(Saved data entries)
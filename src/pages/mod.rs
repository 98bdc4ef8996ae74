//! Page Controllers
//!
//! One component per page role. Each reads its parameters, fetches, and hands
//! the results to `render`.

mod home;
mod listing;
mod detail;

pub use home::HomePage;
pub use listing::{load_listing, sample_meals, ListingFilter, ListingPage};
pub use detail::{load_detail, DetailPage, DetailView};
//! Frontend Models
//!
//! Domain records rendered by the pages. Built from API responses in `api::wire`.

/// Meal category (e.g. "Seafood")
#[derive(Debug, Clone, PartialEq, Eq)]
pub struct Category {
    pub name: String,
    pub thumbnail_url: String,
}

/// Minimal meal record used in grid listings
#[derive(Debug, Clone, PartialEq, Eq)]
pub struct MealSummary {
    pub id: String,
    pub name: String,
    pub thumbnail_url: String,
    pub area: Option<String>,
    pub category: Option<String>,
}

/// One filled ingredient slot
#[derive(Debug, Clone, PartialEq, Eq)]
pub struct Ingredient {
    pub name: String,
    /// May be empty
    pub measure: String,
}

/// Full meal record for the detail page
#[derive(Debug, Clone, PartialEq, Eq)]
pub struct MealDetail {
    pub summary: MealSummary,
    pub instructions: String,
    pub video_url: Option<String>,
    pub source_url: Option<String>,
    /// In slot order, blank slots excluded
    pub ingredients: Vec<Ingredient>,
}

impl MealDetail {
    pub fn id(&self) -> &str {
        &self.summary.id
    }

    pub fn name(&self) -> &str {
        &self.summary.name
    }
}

:: Aim of the exercise ::
Retype the records above exactly as they appear.

:: Task solution ::
filename src/pages/mod.rs
repository 98bdc4ef8996ae74
//! Page Controllers
//!
//! One component per page role. Each reads its parameters, fetches, and hands
//! the results to `render`.

mod home;
mod listing;
mod detail;

pub use home::HomePage;
pub use listing::{load_listing, sample_meals, ListingFilter, ListingPage};
pub use detail::{load_detail, DetailPage, DetailView};
//! Frontend Models
//!
//! Domain records rendered by the pages. Built from API responses in `api::wire`.

/// Meal category (e.g. "Seafood")
#[derive(Debug, Clone, PartialEq, Eq)]
pub struct Category {
    pub name: String,
    pub thumbnail_url: String,
}

/// Minimal meal record used in grid listings
#[derive(Debug, Clone, PartialEq, Eq)]
pub struct MealSummary {
    pub id: String,
    pub name: String,
    pub thumbnail_url: String,
    pub area: Option<String>,
    pub category: Option<String>,
}

/// One filled ingredient slot
#[derive(Debug, Clone, PartialEq, Eq)]
pub struct Ingredient {
    pub name: String,
    /// May be empty
    pub measure: String,
}

/// Full meal record for the detail page
#[derive(Debug, Clone, PartialEq, Eq)]
pub struct MealDetail {
    pub summary: MealSummary,
    pub instructions: String,
    pub video_url: Option<String>,
    pub source_url: Option<String>,
    /// In slot order, blank slots excluded
    pub ingredients: Vec<Ingredient>,
}

impl MealDetail {
    pub fn id(&self) -> &str {
        &self.summary.id
    }

    pub fn name(&self) -> &str {
        &self.summary.name
    }
}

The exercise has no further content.